Sudan needs a hero – but is Thabo Mbeki really it?

The ongoing civil war in Sudan proper has been largely ignored, with attention focused on the chaos in South Sudan instead. But as world media and the international community turn a blind eye, at least one person is paying attention: Thabo Mbeki. The former South African president is enthusiastically leading the mediation process between Khartoum and rebel groups, even though he’s got some serious trust issues. By SIMON ALLISON.

When South Sudan became independent in 2011, everyone was too busy celebrating the birth of the world’s newest country to remember that across that border, in what remained of Sudan, the civil war still raged, and people were still dying in Darfur, in Blue Nile, and in South Kordofan.

And then, as South Sudan disintegrated in spectacular fashion, the excesses and brutality of its own civil war once again overshadowed the fighting up north. Khartoum’s government, led by wanted war criminal Omar al-Bashir, could drop their barrel bombs and mortar shells on towns and villages without anyone seeming to notice, or care.

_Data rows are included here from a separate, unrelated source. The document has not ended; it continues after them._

//! List Card Component
//!
//! The white card: header always, task section and hints once a list is open.

use leptos::prelude::*;

use crate::components::{Hints, ListHeader, NewTaskForm, ProgressBar, TaskList};
use crate::store::{use_app_store, AppStateStoreFields};

#[component]
pub fn ListCard() -> impl IntoView {
    let store = use_app_store();

    view! {
        <div class="list-card">
            <ListHeader />

            <Show when=move || store.phase().get().shows_list()>
                <section class="task-section">
                    <NewTaskForm />
                    <ProgressBar />
                    <TaskList />
                </section>
                <Hints />
            </Show>
        </div>
    }
}
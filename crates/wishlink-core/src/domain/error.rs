//! Domain Layer - Store Errors

use serde::{Deserialize, Serialize};
use thiserror::Error;

/// Common result type for document store operations
pub type StoreResult<T> = Result<T, StoreError>;

/// Errors reported by the document store or identity provider
#[derive(Debug, Clone, PartialEq, Eq, Error, Serialize, Deserialize)]
pub enum StoreError {
    /// Backend could not be reached
    #[error("Backend unavailable: {0}")]
    Unavailable(String),
    /// Backend refused the request (access rules, missing index, quota...)
    #[error("Request rejected: {0}")]
    Rejected(String),
    #[error("Not found: {0}")]
    NotFound(String),
    /// A document or payload could not be converted
    #[error("Malformed document: {0}")]
    Decode(String),
}
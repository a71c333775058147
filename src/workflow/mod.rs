//! AI workflow synthesis pipeline.
//!
//! One generation runs at a time; further requests queue FIFO and are never
//! dropped, but a request that has waited past the configured ceiling fails
//! busy instead of holding the UI hostage. Every request ends in exactly one
//! terminal `workflow_progress` stage (completed or error) and failures
//! are reported on the stream, never raised to the submitter.

pub mod generator;
pub mod models;

use std::sync::atomic::{AtomicUsize, Ordering};
use std::sync::Arc;
use std::time::Duration;

use chrono::Utc;
use serde_json::json;
use tokio::sync::{mpsc, oneshot};
use tokio::time::Instant;
use uuid::Uuid;

use crate::bus::events::{EventKind, WorkflowStage};
use crate::bus::EventBus;
use crate::error::{Result, TraqError};
use crate::storage::{ArtifactKind, ArtifactStore};
use generator::WorkflowGenerator;
use models::Workflow;

/// Handle for a submitted request. The outcome also arrives on the event
/// stream; the ticket exists for callers that need the result in-process.
pub struct WorkflowTicket {
    pub request_id: Uuid,
    /// Resolves to the workflow on success, `None` on a terminal error.
    pub done: oneshot::Receiver<Option<Workflow>>,
}

struct PendingRequest {
    request_id: Uuid,
    source_text: String,
    enqueued_at: Instant,
    done: oneshot::Sender<Option<Workflow>>,
}

pub struct WorkflowSynthesizer {
    tx: mpsc::UnboundedSender<PendingRequest>,
    /// Queued plus in-flight requests
    depth: Arc<AtomicUsize>,
}

impl WorkflowSynthesizer {
    pub fn new(
        bus: Arc<EventBus>,
        generator: Arc<dyn WorkflowGenerator>,
        artifacts: Arc<ArtifactStore>,
        queue_ceiling: Duration,
    ) -> Arc<Self> {
        let (tx, rx) = mpsc::unbounded_channel();
        let depth = Arc::new(AtomicUsize::new(0));
        tokio::spawn(worker(
            rx,
            bus,
            generator,
            artifacts,
            queue_ceiling,
            depth.clone(),
        ));
        Arc::new(Self { tx, depth })
    }

    /// Enqueue a generation request. Begins immediately if nothing is in
    /// flight, otherwise waits its turn in arrival order.
    pub fn submit(&self, source_text: impl Into<String>) -> Result<WorkflowTicket> {
        let source_text = source_text.into();
        if source_text.trim().chars().count() < 10 {
            return Err(TraqError::Validation(
                "transcript is too short to generate a workflow".to_string(),
            ));
        }

        let request_id = Uuid::new_v4();
        let (done_tx, done_rx) = oneshot::channel();
        self.depth.fetch_add(1, Ordering::SeqCst);
        self.tx
            .send(PendingRequest {
                request_id,
                source_text,
                enqueued_at: Instant::now(),
                done: done_tx,
            })
            .map_err(|_| TraqError::Internal("synthesis worker is gone".to_string()))?;

        tracing::debug!(%request_id, "workflow generation queued");
        Ok(WorkflowTicket {
            request_id,
            done: done_rx,
        })
    }

    /// Queued plus in-flight request count.
    pub fn pending(&self) -> usize {
        self.depth.load(Ordering::SeqCst)
    }
}

async fn worker(
    mut rx: mpsc::UnboundedReceiver<PendingRequest>,
    bus: Arc<EventBus>,
    generator: Arc<dyn WorkflowGenerator>,
    artifacts: Arc<ArtifactStore>,
    queue_ceiling: Duration,
    depth: Arc<AtomicUsize>,
) {
    while let Some(request) = rx.recv().await {
        let outcome = process(&request, &bus, generator.as_ref(), &artifacts, queue_ceiling).await;
        depth.fetch_sub(1, Ordering::SeqCst);
        let _ = request.done.send(outcome);
    }
}

fn progress(bus: &EventBus, stage: WorkflowStage, message: &str) {
    bus.publish(EventKind::WorkflowProgress {
        stage,
        message: message.to_string(),
    });
}

async fn process(
    request: &PendingRequest,
    bus: &Arc<EventBus>,
    generator: &dyn WorkflowGenerator,
    artifacts: &ArtifactStore,
    queue_ceiling: Duration,
) -> Option<Workflow> {
    if request.enqueued_at.elapsed() > queue_ceiling {
        tracing::warn!(request_id = %request.request_id, "request expired in queue");
        progress(
            bus,
            WorkflowStage::Error,
            "generator busy: request expired while waiting in queue",
        );
        return None;
    }

    progress(
        bus,
        WorkflowStage::Starting,
        "Initializing workflow generation...",
    );
    progress(
        bus,
        WorkflowStage::Processing,
        "Analyzing transcript with AI...",
    );

    // One bounded retry before the failure becomes terminal.
    let workflow = match generator.generate(&request.source_text).await {
        Ok(workflow) => workflow,
        Err(first) => {
            tracing::warn!(
                request_id = %request.request_id,
                "generation failed, retrying once: {first}"
            );
            match generator.generate(&request.source_text).await {
                Ok(workflow) => workflow,
                Err(e) => {
                    tracing::error!(request_id = %request.request_id, "generation failed: {e}");
                    progress(bus, WorkflowStage::Error, &format!("Error: {e}"));
                    return None;
                }
            }
        }
    };

    progress(
        bus,
        WorkflowStage::Formatting,
        "Formatting workflow structure...",
    );

    let artifact = persist(artifacts, &request.source_text, &workflow).await;

    progress(
        bus,
        WorkflowStage::Completed,
        "Workflow generation complete!",
    );
    bus.publish(EventKind::WorkflowGenerated {
        workflow: workflow.clone(),
        artifact,
    });

    tracing::info!(
        request_id = %request.request_id,
        title = %workflow.title,
        "workflow generated"
    );
    Some(workflow)
}

/// Write the workflow document; a persistence fault is logged, not fatal.
async fn persist(
    artifacts: &ArtifactStore,
    source_text: &str,
    workflow: &Workflow,
) -> Option<std::path::PathBuf> {
    let now = Utc::now();
    let document = json!({
        "generated_at": now.to_rfc3339(),
        "source_text": source_text,
        "workflow": workflow,
    });
    let contents = match serde_json::to_vec_pretty(&document) {
        Ok(contents) => contents,
        Err(e) => {
            tracing::warn!("failed to encode workflow document: {e}");
            return None;
        }
    };
    match artifacts.write(ArtifactKind::Workflow, now, &contents).await {
        Ok(path) => Some(path),
        Err(e) => {
            tracing::warn!("failed to persist workflow: {e}");
            None
        }
    }
}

Thousands of civilians have been killed or maimed, and hundreds of thousands forced into makeshift refugee camps to eke out a makeshift existence. The rest of the population is on the brink of starvation, their crops stunted by poor rains and the relentless aerial bombardment.

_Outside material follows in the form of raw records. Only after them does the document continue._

//! Event types flowing through the coordination bus.
//!
//! Every event is fully self-describing: consumers key off `type`, never off
//! relative order across producers. The wire envelope is
//! `{type, data, sequence, timestamp}` with the payload under `data`.

use chrono::{DateTime, Utc};
use serde::{Deserialize, Serialize};
use std::path::PathBuf;
use uuid::Uuid;

use crate::storage::UsageRecord;
use crate::workflow::models::Workflow;

/// Coarse lifecycle state of a producer session.
#[derive(Debug, Clone, Copy, PartialEq, Eq, Serialize, Deserialize)]
#[serde(rename_all = "snake_case")]
pub enum SessionState {
    Idle,
    Starting,
    Active,
    Stopping,
    Error,
}

impl SessionState {
    /// A new session may begin only from a settled state. `Error`
    /// auto-resolves, so it is start-eligible too.
    pub fn accepts_start(self) -> bool {
        matches!(self, SessionState::Idle | SessionState::Error)
    }

    pub fn accepts_stop(self) -> bool {
        matches!(self, SessionState::Active)
    }
}

/// Which producer an event or error belongs to.
#[derive(Debug, Clone, Copy, PartialEq, Eq, Serialize, Deserialize)]
#[serde(rename_all = "snake_case")]
pub enum SessionKind {
    Capture,
    Voice,
    Workflow,
    Analysis,
}

/// Coarse stages of a workflow generation run.
#[derive(Debug, Clone, Copy, PartialEq, Eq, Serialize, Deserialize)]
#[serde(rename_all = "snake_case")]
pub enum WorkflowStage {
    Starting,
    Processing,
    Formatting,
    Completed,
    Error,
}

impl WorkflowStage {
    /// Terminal stages end exactly one generation run.
    pub fn is_terminal(self) -> bool {
        matches!(self, WorkflowStage::Completed | WorkflowStage::Error)
    }
}

/// Delivery class for per-subscriber queues: advisory events may be shed
/// under backpressure, critical events may not.
#[derive(Debug, Clone, Copy, PartialEq, Eq)]
pub enum DeliveryClass {
    Advisory,
    Critical,
}

/// Typed payloads published by the producers.
#[derive(Debug, Clone, PartialEq, Serialize, Deserialize)]
#[serde(tag = "type", content = "data", rename_all = "snake_case")]
pub enum EventKind {
    /// A capture or voice session began
    RecordingStarted {
        source: SessionKind,
        session_id: Uuid,
    },

    /// A capture or voice session ended; capture carries its artifact path
    RecordingStopped {
        source: SessionKind,
        session_id: Uuid,
        #[serde(skip_serializing_if = "Option::is_none")]
        artifact: Option<PathBuf>,
    },

    /// A screenshot was written by the capture collaborator
    ScreenshotCaptured { path: PathBuf },

    /// In-progress hypothesis; replaces the currently displayed partial
    PartialTranscript { text: String },

    /// Token-by-token engine output; appended with a suffix-dedup check
    WordDetected { word: String },

    /// Confirmed utterance; clears the partial, extends the accumulated transcript
    FinalTranscript { text: String },

    /// Normalized input amplitude, 0.0..=1.0. Advisory: stale values are harmless.
    AudioLevel { level: f32 },

    /// Resolved input device name, once available
    DeviceInfo { device_name: String },

    /// Coarse progress of one generation run
    WorkflowProgress {
        stage: WorkflowStage,
        message: String,
    },

    /// Terminal success payload of a generation run
    WorkflowGenerated {
        workflow: Workflow,
        #[serde(skip_serializing_if = "Option::is_none")]
        artifact: Option<PathBuf>,
    },

    /// Result of a quick or detailed analysis request
    AnalysisComplete {
        analysis: String,
        #[serde(skip_serializing_if = "Option::is_none")]
        workflow: Option<Workflow>,
    },

    /// A session hit a device or upstream fault; broadcast so every client
    /// sees it, not just the requester
    SessionError {
        source: SessionKind,
        message: String,
    },
}

impl EventKind {
    /// Wire name of this event type.
    pub fn name(&self) -> &'static str {
        match self {
            EventKind::RecordingStarted { .. } => "recording_started",
            EventKind::RecordingStopped { .. } => "recording_stopped",
            EventKind::ScreenshotCaptured { .. } => "screenshot_captured",
            EventKind::PartialTranscript { .. } => "partial_transcript",
            EventKind::WordDetected { .. } => "word_detected",
            EventKind::FinalTranscript { .. } => "final_transcript",
            EventKind::AudioLevel { .. } => "audio_level",
            EventKind::DeviceInfo { .. } => "device_info",
            EventKind::WorkflowProgress { .. } => "workflow_progress",
            EventKind::WorkflowGenerated { .. } => "workflow_generated",
            EventKind::AnalysisComplete { .. } => "analysis_complete",
            EventKind::SessionError { .. } => "session_error",
        }
    }

    pub fn delivery_class(&self) -> DeliveryClass {
        match self {
            EventKind::AudioLevel { .. } => DeliveryClass::Advisory,
            _ => DeliveryClass::Critical,
        }
    }
}

/// The bus envelope. Sequence numbers are assigned at publish time, strictly
/// increasing, never reused.
#[derive(Debug, Clone, PartialEq, Serialize, Deserialize)]
pub struct Event {
    pub sequence: u64,
    pub timestamp: DateTime<Utc>,
    #[serde(flatten)]
    pub kind: EventKind,
}

/// Number of usage records retained in the snapshot tail.
pub const SNAPSHOT_USAGE_TAIL: usize = 50;

/// Current truth handed to a new subscriber: per-producer states plus the
/// accumulated material a late joiner needs to render correct UI state
/// without replaying history.
#[derive(Debug, Clone, PartialEq, Serialize, Deserialize)]
pub struct Snapshot {
    /// Sequence of the last event folded into this snapshot
    pub as_of_sequence: u64,
    pub capture: SessionState,
    pub voice: SessionState,
    pub workflow: SessionState,
    /// Currently displayed in-progress hypothesis
    pub partial_transcript: String,
    /// Finalized utterances of the current/most recent voice session
    pub transcript: String,
    pub last_workflow: Option<Workflow>,
    /// Bounded tail of recent usage records
    pub recent_usage: Vec<UsageRecord>,
}

impl Default for Snapshot {
    fn default() -> Self {
        Self {
            as_of_sequence: 0,
            capture: SessionState::Idle,
            voice: SessionState::Idle,
            workflow: SessionState::Idle,
            partial_transcript: String::new(),
            transcript: String::new(),
            last_workflow: None,
            recent_usage: Vec::new(),
        }
    }
}

impl Snapshot {
    /// Fold one published event into the snapshot. Called under the bus
    /// lock, atomically with sequence assignment, so a subscriber never
    /// observes a snapshot older than the events it missed.
    pub fn apply(&mut self, event: &Event) {
        self.as_of_sequence = event.sequence;
        match &event.kind {
            EventKind::RecordingStarted { source, .. } => match source {
                SessionKind::Capture => self.capture = SessionState::Active,
                SessionKind::Voice => {
                    self.voice = SessionState::Active;
                    self.partial_transcript.clear();
                    self.transcript.clear();
                }
                _ => {}
            },
            EventKind::RecordingStopped { source, .. } => match source {
                SessionKind::Capture => self.capture = SessionState::Idle,
                SessionKind::Voice => {
                    self.voice = SessionState::Idle;
                    self.partial_transcript.clear();
                }
                _ => {}
            },
            EventKind::PartialTranscript { text } => {
                self.partial_transcript = text.clone();
            }
            EventKind::FinalTranscript { text } => {
                self.partial_transcript.clear();
                if !self.transcript.is_empty() {
                    self.transcript.push(' ');
                }
                self.transcript.push_str(text);
            }
            EventKind::WorkflowProgress { stage, .. } => {
                self.workflow = if stage.is_terminal() {
                    SessionState::Idle
                } else {
                    SessionState::Active
                };
            }
            EventKind::WorkflowGenerated { workflow, .. } => {
                self.last_workflow = Some(workflow.clone());
            }
            EventKind::SessionError { source, .. } => match source {
                SessionKind::Capture => self.capture = SessionState::Error,
                SessionKind::Voice => self.voice = SessionState::Error,
                SessionKind::Workflow => self.workflow = SessionState::Error,
                SessionKind::Analysis => {}
            },
            EventKind::ScreenshotCaptured { .. }
            | EventKind::WordDetected { .. }
            | EventKind::AudioLevel { .. }
            | EventKind::DeviceInfo { .. }
            | EventKind::AnalysisComplete { .. } => {}
        }
    }

    /// Record a usage delta in the bounded tail.
    pub fn push_usage(&mut self, record: UsageRecord) {
        self.recent_usage.push(record);
        if self.recent_usage.len() > SNAPSHOT_USAGE_TAIL {
            let excess = self.recent_usage.len() - SNAPSHOT_USAGE_TAIL;
            self.recent_usage.drain(..excess);
        }
    }
}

Their situation remains dire. The food is running out, the politics are intractable, and the bombs keep on coming. They need a hero – and Thabo Mbeki does not need to be asked twice.

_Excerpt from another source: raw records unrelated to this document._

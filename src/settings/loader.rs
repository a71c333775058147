//! Settings loading and environment variable interpolation.

use std::path::{Path, PathBuf};

use anyhow::{Context, Result};

use super::schema::TraqSettings;

/// Get the path to the global settings file.
pub fn settings_path() -> PathBuf {
    dirs::home_dir()
        .unwrap_or_else(|| PathBuf::from("."))
        .join(".traq")
        .join("settings.toml")
}

/// Load settings from the given path, falling back to defaults when the file
/// does not exist. `$VAR` / `${VAR}` references in credential fields are
/// resolved against the environment.
pub async fn load(path: &Path) -> Result<TraqSettings> {
    if !path.exists() {
        tracing::debug!("settings file not found at {:?}, using defaults", path);
        return Ok(TraqSettings::default());
    }

    let contents = tokio::fs::read_to_string(path)
        .await
        .context("Failed to read settings file")?;

    let mut settings: TraqSettings =
        toml::from_str(&contents).context("Failed to deserialize settings")?;

    resolve_env_vars(&mut settings);

    tracing::info!("Loaded settings from {:?}", path);
    Ok(settings)
}

/// Resolve `$ENV_VAR` references in string fields.
fn resolve_env_vars(settings: &mut TraqSettings) {
    fn resolve_opt(value: &mut Option<String>) {
        if let Some(v) = value {
            if let Some(resolved) = resolve_env_ref(v) {
                *v = resolved;
            }
        }
    }

    resolve_opt(&mut settings.synthesis.api_key);
    resolve_opt(&mut settings.analysis.api_key);
}

/// Resolve a single `$VAR` or `${VAR}` reference. Returns `None` when the
/// value is not a reference or the variable is unset.
fn resolve_env_ref(value: &str) -> Option<String> {
    let name = if let Some(rest) = value.strip_prefix("${") {
        rest.strip_suffix('}')?
    } else {
        value.strip_prefix('$')?
    };
    match std::env::var(name) {
        Ok(resolved) => Some(resolved),
        Err(_) => {
            tracing::warn!("environment variable '{name}' referenced in settings is not set");
            None
        }
    }
}
//! Audio input and speech engine collaborators, plus the amplitude math the
//! session uses for level telemetry and silence gating.

use async_trait::async_trait;

use crate::error::{Result, TraqError};

/// One buffer of mono PCM samples from the input device.
#[derive(Debug, Clone, PartialEq)]
pub struct AudioFrame {
    pub samples: Vec<i16>,
}

/// Factory for exclusive audio streams.
#[async_trait]
pub trait AudioInput: Send + Sync {
    async fn open(&self) -> Result<Box<dyn AudioStream>>;
}

/// An open input device. Dropping the stream releases the device.
#[async_trait]
pub trait AudioStream: Send {
    /// Resolved device name, when the platform can report one. A lookup
    /// failure degrades gracefully: the session simply omits `device_info`.
    fn device_name(&self) -> Option<String>;

    async fn read_frame(&mut self) -> Result<AudioFrame>;
}

/// Batch speech-to-text collaborator: one chunk of audio in, one utterance
/// hypothesis out.
#[async_trait]
pub trait SpeechEngine: Send + Sync {
    async fn transcribe(&self, samples: &[i16], sample_rate: u32) -> Result<String>;
}

/// Root-mean-square amplitude of a sample buffer.
pub fn rms(samples: &[i16]) -> f32 {
    if samples.is_empty() {
        return 0.0;
    }
    let sum_squares: f64 = samples.iter().map(|&s| f64::from(s) * f64::from(s)).sum();
    (sum_squares / samples.len() as f64).sqrt() as f32
}

/// Normalized 0.0..=1.0 level for visualization. The sensitivity divisor is
/// tuned low enough to catch quiet speech on 16-bit input.
pub fn normalized_level(samples: &[i16], sensitivity: f32) -> f32 {
    (rms(samples) / sensitivity).min(1.0)
}

/// Whether a buffer holds anything above the silence floor.
pub fn has_speech(samples: &[i16], silence_rms: f32) -> bool {
    rms(samples) > silence_rms
}

/// Placeholder input for builds without a platform audio integration.
pub struct DisabledAudioInput;

#[async_trait]
impl AudioInput for DisabledAudioInput {
    async fn open(&self) -> Result<Box<dyn AudioStream>> {
        Err(TraqError::ResourceUnavailable(
            "no audio input backend configured".to_string(),
        ))
    }
}

/// Placeholder engine; see [`DisabledAudioInput`].
pub struct DisabledSpeechEngine;

#[async_trait]
impl SpeechEngine for DisabledSpeechEngine {
    async fn transcribe(&self, _samples: &[i16], _sample_rate: u32) -> Result<String> {
        Err(TraqError::ResourceUnavailable(
            "no speech engine configured".to_string(),
        ))
    }
}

The former South African president has long been involved in Sudanese politics. He was a lead mediator in the negotiations that led to South Sudan’s independence, and is also head of the African Union’s high-level implementation panel on Darfur, created to implement the recommendations of a report written by none other than Mbeki himself. He has also thrown himself enthusiastically into the South Kordofan and Blue Nile fray, attempting to get the various parties to sign his AU-endorsed road map to peace.

The road map is not, strictly speaking, a peace deal. It’s more a collection of agreements that, if implemented, may ultimately lead to a real peace deal. These agreements include the participation of all sides in a “national dialogue”; the provision of humanitarian assistance to affected areas, and pledges to hold more talks to discuss a ceasefire.

Khartoum was first to sign, but opposition groups were reluctant. They thought the terms were too favourable to the government (an argument supported by Khartoum’s unusual enthusiasm for the process). They eventually relented, signing the document last week under the banner of the Sudan Call movement. Their reasoning: to expose the Bashir regime’s bad faith, when it inevitably fails to implement the agreements.

It is a good exercise to expose Khartoum to the international community, so the international community can witness that Khartoum is not serious about peace,” said Sabir Ibrahim, southern African representative for the Sudan People’s Liberation Movement-North, the major armed group in Blue Nile and South Kordofan.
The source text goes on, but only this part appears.